SBMLImporter.jl

SBMLImporter.jl is an importer for dynamic models defined in the Systems Biology Markup Language (SBML). It supports most SBML features, such as events, dynamic compartment sizes, and rate, assignment, and algebraic rules. For a complete list of supported features see here. For differences compared to SBMLToolkit.jl see the README.

To perform parameter estimation for a SBML model, see PEtab.jl.

Installation

To install SBMLImporter.jl in the Julia REPL enter

julia> ] add SBMLImporter

or alternatively

julia> using Pkg; Pkg.add("SBMLImporter")

SBMLImporter.jl is compatible with Julia version 1.6 and above. For best performance we strongly recommend using Julia version 1.10.

Tutorial

SBMLImporter import SBML models into a Catalyst ReactionSystem. This provides several benefits, such as symbolic model pre-processing for efficient simulations. The imported ReactionSystem can be converted to a JumpProblem for Gillespie simulations, a SDEProblem for simulations based on the Langevin SDE, or an ODEProblem for deterministic ODE simulations

As example, consider the Brusselator model (the SBML file can be downloaded from here). The first step is to import the model with load_SBML:

using SBMLImporter
prnbng, cb = load_SBML(path_SBML)

This returns two outputs a ParsedReactionSystem (rprnbng) and a CallbackSet (cb). The ParsedReactionSystem includes the reaction system (prnbng.rn), a map for the initial values of each species (prnbng.u₀), and a map setting the model parameter values (prnbng.p). The CallbackSet holds any potential SBML events, along with SBML piecewise functions that have been parsed into events.

Gillespie simulations

To perform Gillespie simulations, convert the reaction-system prnbng.rn into a JumpProblem.

using JumpProcesses
tspan = (0.0, 10.0)
dprob = DiscreteProblem(prnbng.rn, prnbng.u₀, tspan, prnbng.p)
jprob = JumpProblem(prnbng.rn, dprob, Direct())

The JumpProblem can be solved with any solver from the JumpProcesses.jl package, such as the SSAStepper:

using Plots
sol = solve(jprob, SSAStepper(), callback=cb)
plot(sol; lw=2)
Example block output

For more information on Gillespie simulations, see the documentation for JumpProcesses.jl.

Warn

For efficient Gillespie simulations two conditions must be met: the model should be a mass-action model and each species should have units amount. This translates to ensuring that every species has the attribute hasOnlySubstanceUnits=true, and no rule variables are used in the kinetic math expressions for the SBML reactions.

SDE simulations

To perform SDE simulations, convert the reaction-system prnbng.rn into a SDEProblem.

using StochasticDiffEq
tspan = (0.0, 10.0)
sprob = SDEProblem(prnbng.rn, prnbng.u₀, tspan, prnbng.p)

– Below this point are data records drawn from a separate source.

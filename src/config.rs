//! Configuration module
//!
//! Holds the episode patterns and naming templates. A `Config` value is
//! passed explicitly to the parser and to rendering; there is no global
//! configuration. Configurations persist as JSON, by default in the system's
//! standard configuration directory.

use serde::{Deserialize, Serialize};
use std::fs;
use std::path::{Path, PathBuf};
use thiserror::Error;

use crate::pattern::DEFAULT_EPISODE_PATTERNS;

/// Version written to and expected from configuration files
pub const CONFIG_VERSION: u32 = 1;

/// Name of the configuration file inside the configuration directory
const CONFIG_FILE_NAME: &str = "config.json";

/// Errors that can occur while loading or saving a configuration
#[derive(Debug, Error)]
pub enum ConfigError {
    /// Failed to determine the configuration directory location
    #[error("Failed to determine configuration directory location")]
    ConfigDirectoryNotFound,

    /// The configuration file could not be read, written or parsed
    #[error("Invalid config file {path}: {reason}")]
    InvalidConfigFile { path: PathBuf, reason: String },

    /// The configuration file was written for another version
    #[error("Wrong config version: expected version {expected}, got version {found}")]
    WrongConfigVersion { expected: u32, found: u32 },
}

/// Templates and number formats used to build new filenames
///
/// Templates use printf-style named placeholders: `%(showname)s`,
/// `%(seasonno)02d`, `%(episode)s` and `%(episodename)s`.
#[derive(Debug, Clone, PartialEq, Eq, Serialize, Deserialize)]
#[serde(default)]
pub struct NamingTemplates {
    /// Filename template used when an episode title is known
    #[serde(rename = "filename_with_episode")]
    pub with_episode_title: String,

    /// Filename template used when no episode title is known
    #[serde(rename = "filename_without_episode")]
    pub without_episode_title: String,

    /// Format applied to each episode number, e.g. `e%02d`
    #[serde(rename = "episode_single")]
    pub single_episode_format: String,

    /// String joining multiple formatted episode numbers
    #[serde(rename = "episode_separator", alias = "episode_seperator")]
    pub episode_number_separator: String,
}

impl Default for NamingTemplates {
    fn default() -> Self {
        Self {
            with_episode_title: "%(showname)s - [%(seasonno)02dx%(episode)s] - %(episodename)s"
                .to_string(),
            without_episode_title: "%(showname)s - [%(seasonno)02dx%(episode)s]".to_string(),
            single_episode_format: "e%02d".to_string(),
            episode_number_separator: String::new(),
        }
    }
}

/// Complete tvnamer configuration
#[derive(Debug, Clone, PartialEq, Eq, Serialize, Deserialize)]
#[serde(default)]
pub struct Config {
    /// Configuration format version
    pub version: u32,

    /// Descend into subdirectories when searching for files
    pub recursive: bool,

    /// Only consider files whose content looks like a video
    pub videos_only: bool,

    /// Keep the original file extension when renaming
    pub keep_extension: bool,

    /// Episode patterns, highest priority first
    pub episode_patterns: Vec<String>,

    /// Naming templates
    #[serde(flatten)]
    pub naming: NamingTemplates,
}

impl Default for Config {
    fn default() -> Self {
        Self {
            version: CONFIG_VERSION,
            recursive: false,
            videos_only: false,
            keep_extension: true,
            episode_patterns: DEFAULT_EPISODE_PATTERNS
                .iter()
                .map(|p| p.to_string())
                .collect(),
            naming: NamingTemplates::default(),
        }
    }
}

impl Config {
    /// Parses a configuration from JSON
    ///
    /// Keys missing from the document take their default values.
    pub fn from_json(json: &str) -> Result<Self, ConfigError> {
        Self::parse(json, Path::new("<memory>"))
    }

    /// Loads a configuration file
    pub fn load(path: &Path) -> Result<Self, ConfigError> {
        let content = fs::read_to_string(path).map_err(|e| invalid(path, e))?;
        Self::parse(&content, path)
    }

    /// Loads a configuration file, falling back to defaults if it does not exist
    pub fn load_or_default(path: &Path) -> Result<Self, ConfigError> {
        if path.is_file() {
            Self::load(path)
        } else {
            Ok(Self::default())
        }
    }

    /// Writes the configuration as pretty-printed JSON
    ///
    /// Creates the parent directory if it doesn't exist.
    pub fn save(&self, path: &Path) -> Result<(), ConfigError> {
        let content = serde_json::to_string_pretty(self).map_err(|e| invalid(path, e))?;

        if let Some(parent) = path.parent().filter(|p| !p.as_os_str().is_empty()) {
            fs::create_dir_all(parent).map_err(|e| invalid(path, e))?;
        }

        fs::write(path, content).map_err(|e| invalid(path, e))
    }

    /// Returns the default configuration file path
    ///
    /// - Linux: ~/.config/tvnamer/config.json
    /// - macOS: ~/Library/Application Support/tvnamer/config.json
    /// - Windows: %APPDATA%\tvnamer\config\config.json
    pub fn default_path() -> Result<PathBuf, ConfigError> {
        let proj_dirs = directories::ProjectDirs::from("", "", "tvnamer")
            .ok_or(ConfigError::ConfigDirectoryNotFound)?;

        Ok(proj_dirs.config_dir().join(CONFIG_FILE_NAME))
    }

    fn parse(json: &str, path: &Path) -> Result<Self, ConfigError> {
        let config: Config = serde_json::from_str(json).map_err(|e| invalid(path, e))?;

        if config.version != CONFIG_VERSION {
            return Err(ConfigError::WrongConfigVersion {
                expected: CONFIG_VERSION,
                found: config.version,
            });
        }

        Ok(config)
    }
}

fn invalid(path: &Path, reason: impl ToString) -> ConfigError {
    ConfigError::InvalidConfigFile {
        path: path.to_path_buf(),
        reason: reason.to_string(),
    }
}

#[cfg(test)]
mod tests {
    use super::*;

    #[test]
    fn test_defaults() {
        let config = Config::default();
        assert_eq!(config.version, CONFIG_VERSION);
        assert!(config.keep_extension);
        assert!(!config.recursive);
        assert_eq!(config.episode_patterns.len(), DEFAULT_EPISODE_PATTERNS.len());
        assert_eq!(config.naming.single_episode_format, "e%02d");
        assert_eq!(config.naming.episode_number_separator, "");
    }

    #[test]
    fn test_partial_document_takes_defaults() {
        let config = Config::from_json(
            r#"{"version": 1, "recursive": true, "episode_seperator": "-"}"#,
        )
        .unwrap();
        assert!(config.recursive);
        assert_eq!(config.naming.episode_number_separator, "-");
        assert_eq!(config.naming, NamingTemplates {
            episode_number_separator: "-".to_string(),
            ..NamingTemplates::default()
        });
        assert_eq!(config.episode_patterns, Config::default().episode_patterns);
    }

    #[test]
    fn test_wrong_version() {
        let result = Config::from_json(r#"{"version": 2}"#);
        assert!(matches!(
            result,
            Err(ConfigError::WrongConfigVersion { expected: 1, found: 2 })
        ));
    }

    #[test]
    fn test_malformed_document() {
        let result = Config::from_json("{not json");
        assert!(matches!(result, Err(ConfigError::InvalidConfigFile { .. })));

        let result = Config::from_json(r#"{"recursive": "yes"}"#);
        assert!(matches!(result, Err(ConfigError::InvalidConfigFile { .. })));
    }

    #[test]
    fn test_save_and_load() {
        let dir = tempfile::tempdir().unwrap();
        let path = dir.path().join("nested").join("config.json");

        let mut config = Config::default();
        config.episode_patterns = vec![r"^(?P<showname>.+)\.(?P<episodenumber>\d+)".to_string()];
        config.naming.single_episode_format = "E%02d".to_string();
        config.save(&path).unwrap();

        let written = fs::read_to_string(&path).unwrap();
        assert!(written.contains("\"filename_with_episode\""));
        assert!(written.contains("\"episode_separator\""));

        assert_eq!(Config::load(&path).unwrap(), config);
    }

    #[test]
    fn test_load_missing_file() {
        let dir = tempfile::tempdir().unwrap();
        let path = dir.path().join("missing.json");

        assert!(matches!(
            Config::load(&path),
            Err(ConfigError::InvalidConfigFile { .. })
        ));
        assert_eq!(Config::load_or_default(&path).unwrap(), Config::default());
    }
}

The SDEProblem can be solved with any solver from the StochasticDiffEq.jl package, such as the LambaEM solver:

sol = solve(sprob, LambaEM(), callback=cb)
plot(sol; lw=2)
Example block output

For more information on SDE simulations, see the documentation for StochasticDiffEq.jl.

ODE simulations

To perform ODE simulations, convert the reaction-system prnbng.rn into an ODEProblem.

using ModelingToolkit, OrdinaryDiffEq
tspan = (0.0, 10.0)
sys = convert(ODESystem, prnbng.rn)
oprob = ODEProblem(sys, prnbng.u₀, tspan, prnbng.p, jac=true)

Here jac=true means that the ODE Jacobian is computed symbolically which can help with simulation performance. The ODEProblem can be solved with any solver from the OrdinaryDiffEq.jl package, such as the Rodas5 solver:

sol = solve(oprob, Rodas5(), callback=cb)
plot(sol; lw=2)
Example block output

For more information on ODE simulations, see the documentation for OrdinaryDiffEq.jl.

Citation

We will soon publish a paper you can cite if you found SBMLImporter.jl helpful in your work.